On Mon, Jul 25, 2011 at 10:56:01AM +0530, Amit Sahrawat wrote:
> On Sun, Jul 24, 2011 at 7:04 AM, Dave Chinner <david@xxxxxxxxxxxxx> wrote:
> > On Fri, Jul 22, 2011 at 04:03:53PM +0530, Amit Sahrawat wrote:
> >> On Fri, Jul 22, 2011 at 2:04 PM, Dave Chinner <david@xxxxxxxxxxxxx> wrote:
> >> > [<c0023000>] (dump_backtrace+0x0/0x110)
> >> > [<c02dd668>] (dump_stack+0x0/0x1c)
> >> > [<c0176b84>] (xfs_error_report+0x0/0x5c)
> >> > [<c0150cd4>] (xfs_free_ag_extent+0x0/0x600)
> >> > [<c0152b78>] (xfs_free_extent+0x0/0xa4)
> >> > [<c015fea0>] (xfs_bmap_finish+0x0/0x194)
> >> > [<c017e664>] (xfs_itruncate_finish+0x0/0x30c)
> >> > [<c0197bbc>] (xfs_inactive+0x0/0x40c)
> >> > [<c01a3d50>] (xfs_fs_clear_inode+0x0/0x60)
> >> > [<c00bdcf8>] (clear_inode+0x0/0xe8)
> >> > [<c00be4a8>] (generic_delete_inode+0x0/0x178)
> >> > [<c00be620>] (generic_drop_inode+0x0/0x68)
> >> > [<c00bd2fc>] (iput+0x0/0x7c)
> >> > [<c00b4b44>] (do_unlinkat+0x0/0x154)
> >> > [<c00b4c98>] (sys_unlink+0x0/0x1c)
> >> >
> >> > So, you powered off an active machine while writing to it, and after
> >> > it started back up it hit a free space between corruption. And then
> >> > you couldn't mount it because log replay was trying to replay the
> >> > last committed transaction to the log. That transaction shows inode
> >> > 132 being unlinked, added to the AGI unliked list, and then being
> >> > inactivated. There is an EFI committed for 1 extent. There is no EFD
> >> > committed, so the shutdown occurred during that operation. Log
> >> > replay then hits the corruption repeatedly by trying to replay the
> >> > EFI to complete the extent free operation.
> >> >
> >> Yes, it happened exactly as you mentioned above.
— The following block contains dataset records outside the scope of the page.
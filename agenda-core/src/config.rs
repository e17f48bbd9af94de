//! Agenda configuration.

use std::path::{Path, PathBuf};

use chrono::{TimeDelta, Weekday};
use config::{Config, File, FileFormat};
use serde::{Deserialize, Serialize};

use crate::error::{AgendaError, AgendaResult};
use crate::notification::DEFAULT_MAX_SNOOZES;

static DEFAULT_SNOOZE_DELAY: &str = "5m";
static DEFAULT_APP_NAME: &str = "agenda";

fn default_snooze_delay() -> String {
    DEFAULT_SNOOZE_DELAY.to_string()
}

fn default_max_snoozes() -> u32 {
    DEFAULT_MAX_SNOOZES
}

fn default_app_name() -> String {
    DEFAULT_APP_NAME.to_string()
}

#[derive(Debug, Clone, Copy, Default, PartialEq, Eq, Serialize, Deserialize)]
#[serde(rename_all = "lowercase")]
pub enum WeekStart {
    #[default]
    Sunday,
    Monday,
}

impl WeekStart {
    pub fn weekday(self) -> Weekday {
        match self {
            WeekStart::Sunday => Weekday::Sun,
            WeekStart::Monday => Weekday::Mon,
        }
    }
}

/// Configuration at ~/.config/agenda/config.toml
#[derive(Debug, Serialize, Deserialize, Clone)]
pub struct AgendaConfig {
    /// How long a snoozed reminder waits, e.g. "5m"
    #[serde(default = "default_snooze_delay")]
    pub snooze_delay: String,

    #[serde(default = "default_max_snoozes")]
    pub max_snoozes: u32,

    /// Application name shown on desktop notifications
    #[serde(default = "default_app_name")]
    pub app_name: String,

    #[serde(default)]
    pub week_start: WeekStart,

    /// JSON event list used by the inspection commands
    #[serde(default, skip_serializing_if = "Option::is_none")]
    pub events_file: Option<PathBuf>,
}

impl Default for AgendaConfig {
    fn default() -> Self {
        AgendaConfig {
            snooze_delay: default_snooze_delay(),
            max_snoozes: default_max_snoozes(),
            app_name: default_app_name(),
            week_start: WeekStart::default(),
            events_file: None,
        }
    }
}

impl AgendaConfig {
    /// Load the config file, creating a commented default on first run.
    pub fn load() -> AgendaResult<Self> {
        let config_path = Self::config_path()?;

        if !config_path.exists() {
            Self::create_default_config(&config_path)?;
        }

        Self::load_from(&config_path)
    }

    pub fn load_from(path: &Path) -> AgendaResult<Self> {
        let config: AgendaConfig = Config::builder()
            .add_source(File::from(path).required(false))
            .build()
            .map_err(|e| AgendaError::Config(e.to_string()))?
            .try_deserialize()
            .map_err(|e| AgendaError::Config(e.to_string()))?;

        config.validate()?;
        Ok(config)
    }

    pub fn from_toml_str(content: &str) -> AgendaResult<Self> {
        let config: AgendaConfig = Config::builder()
            .add_source(File::from_str(content, FileFormat::Toml))
            .build()
            .map_err(|e| AgendaError::Config(e.to_string()))?
            .try_deserialize()
            .map_err(|e| AgendaError::Config(e.to_string()))?;

        config.validate()?;
        Ok(config)
    }

    pub fn config_path() -> AgendaResult<PathBuf> {
        let config_dir = dirs::config_dir()
            .ok_or_else(|| AgendaError::Config("Could not determine config directory".into()))?
            .join("agenda");

        Ok(config_dir.join("config.toml"))
    }

    fn validate(&self) -> AgendaResult<()> {
        self.snooze_delay().map(|_| ())
    }

    pub fn snooze_delay(&self) -> AgendaResult<TimeDelta> {
        let duration = humantime::parse_duration(&self.snooze_delay).map_err(|e| {
            AgendaError::Config(format!("Invalid snooze_delay '{}': {e}", self.snooze_delay))
        })?;
        TimeDelta::from_std(duration)
            .map_err(|e| AgendaError::Config(format!("snooze_delay out of range: {e}")))
    }

    /// `events_file` with `~` expanded.
    pub fn events_path(&self) -> Option<PathBuf> {
        self.events_file.as_ref().map(|path| {
            PathBuf::from(shellexpand::tilde(&path.to_string_lossy()).into_owned())
        })
    }

    /// Create a default config file with all options commented out.
    pub fn create_default_config(path: &Path) -> AgendaResult<()> {
        let contents = format!(
            "\
# agenda configuration

# How long a snoozed reminder waits before showing again:
# snooze_delay = \"{}\"

# How many times one reminder can be snoozed:
# max_snoozes = {}

# Application name shown on desktop notifications:
# app_name = \"{}\"

# First day of the week in week and month views (\"sunday\" or \"monday\"):
# week_start = \"sunday\"

# Event list (JSON) used by `agenda-notify expand` and `agenda-notify due`:
# events_file = \"~/.local/share/agenda/events.json\"
",
            DEFAULT_SNOOZE_DELAY, DEFAULT_MAX_SNOOZES, DEFAULT_APP_NAME
        );

        if let Some(parent) = path.parent() {
            std::fs::create_dir_all(parent)?;
        }

        std::fs::write(path, contents)?;

        Ok(())
    }
}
But the problem
> >> happened much earlier.
> > Obviously.
> >> While writing the 'reset' happened. At the next reboot - the
> >> filesystem mounted even though there
> >> was corruption - the file and journal did not match.
> > You found this how?
> Just before removing the file on next 'reboot' - I checked the values
> for file extents and the 'by-block' tree free length.
> File extents - no. of blocks was correct but the neighbouring blocks
> do not match with the occupied blocks in the allocation group.
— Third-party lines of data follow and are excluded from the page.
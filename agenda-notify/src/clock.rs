//! Wall-clock source for the scheduler.

use chrono::{Local, NaiveDateTime};

/// Local wall-clock time. Scheduling never looks at timezones.
pub trait Clock {
    fn now(&self) -> NaiveDateTime;
}

pub struct SystemClock;

impl Clock for SystemClock {
    fn now(&self) -> NaiveDateTime {
        Local::now().naive_local()
    }
}

#[cfg(test)]
pub mod testing {
    use super::Clock;
    use chrono::{NaiveDateTime, TimeDelta};
    use std::sync::{Arc, Mutex};

    /// A clock that only moves when told to. Clones share the same time.
    #[derive(Clone)]
    pub struct ManualClock(Arc<Mutex<NaiveDateTime>>);

    impl ManualClock {
        pub fn at(now: NaiveDateTime) -> Self {
            ManualClock(Arc::new(Mutex::new(now)))
        }

        pub fn advance(&self, by: TimeDelta) {
            *self.0.lock().unwrap() += by;
        }
    }

    impl Clock for ManualClock {
        fn now(&self) -> NaiveDateTime {
            *self.0.lock().unwrap()
        }
    }

    /// Wall clock that follows tokio's (pausable) time from a fixed start.
    pub struct TokioClock {
        base: NaiveDateTime,
        started: tokio::time::Instant,
    }

    impl TokioClock {
        pub fn starting_at(base: NaiveDateTime) -> Self {
            TokioClock {
                base,
                started: tokio::time::Instant::now(),
            }
        }
    }

    impl Clock for TokioClock {
        fn now(&self) -> NaiveDateTime {
            let elapsed = TimeDelta::from_std(self.started.elapsed()).unwrap();
            self.base + elapsed
        }
    }
}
> If a file of 'N' blocks is present in an allocation group, then the
> allocation group should now have (X-N) free blocks, where 'X' is the
> size of allocation group in blocks.
> But in this case - free size of allocation group is (X - M), where M
> is greater than 'N'.
Sure - there might be other metadata blocks that had to be allocated
so there may be more used space than just what is allocated to the
inode itself. e.g. bmap btree blocks, free space btree blocks due to
a btree node split, etc. You can't just look at the the number of
data blocks in an inode and the number of free blocks in an AG and
expect them to match exactly...
> which means when there is a free request for that file and then
> corresponsing blocks are checked in the allocation group - it will
> show the blocks as already free and point to corruption.
> Is the above observation correct?
> >> And it did not
> >> show any error either.
> > Well, no. If the journal format is intact, then it's contents are
> > trusted.
> >> The moment the issue happened and then if checked through xfs_logprint
> >> - the blocks free in the allocation group does not match up properly.
> >> I checked by taking the print from xfs_free_ag_extent - it showed the
> >> wrong blocks contigous to that file.
> > Yes, which is why I suspect that the journal contained something it
> > shouldn't have.
> >> Original file which was to be deleted is of '255' blocks and started
> >> from physical block number - 12.
> > Yes, I saw that in the EFI record in the logprint output I quoted.
> >> While the free space tree has free
> >> blocks larger than what it should be. it returns the length starting
> >> from block number and the length which is last committed to the log.
> >> As I mentioned in the last mail - the details about the observation.
> >> Please check.
> > Going back to the transaction you quoted first: it doesn't match the
> > entries in the log print you attached in your second email. I can't
> > comment on it at all.
> In the last mail - I attached the log where-in 'reset' happened but
> there was no corruption. Just to check that what all is recorded in
> journal, and this time journal matched with the data on the disk.
> >> > So, the log and the repair output are useless for determining what
> >> > caused the problem - you need the log from the mount *before* the
> >> > first shutdown occurred, and to have run repair *before* you
> >> > tried to unlink anything.
> >> It is only after 'first shutdown' I came to know about the corruption.
> >> Since, there was no error shown at the mount time, it did not seemed
> >> reasonable enough to run "repair" on the disk.
> > It's standard practice for power failure integrity testing.
> Yes, Even I agree to this. But why was there a mount at first hand? I
> guess if it returned some error - xfs_repair could be run.
Sorry, I'm not sure what you are asking.
If you're doing power failure testing, then after the power failure
you should always run a mount/unmount/repair cycle before doing
anything else to check the filesystem and the journal were not
corrupted by the power failure. You can't test the integrity of the
journal any other way at this point in time....
> > The transaction was never committed completely in the journal. The
> > last complete transaction in the journal matches up with the inode
> > size in your ls -l output about.
> Yes, this is what I wanted to show using the latest log prints. But
> this is not case when there is an issue.
Then please tell me that what you attached is for a working case so
I won't waste my time analysing it. I don't care about the case
where everything works - I care about the case where it doesn't
In that case, I want to be able to validate your analysis of the
case where the filesystem gets broken, and I need the log contents
from prior to the first mount after the power failure has occurred
to determine that. And to tell the truth, it's better if you don't
tell me what you think is wrong in the first place so my analysis is
independent of yours. Hence if they both point to the same problem,
then we've got a fairly good indication of where the bug lies.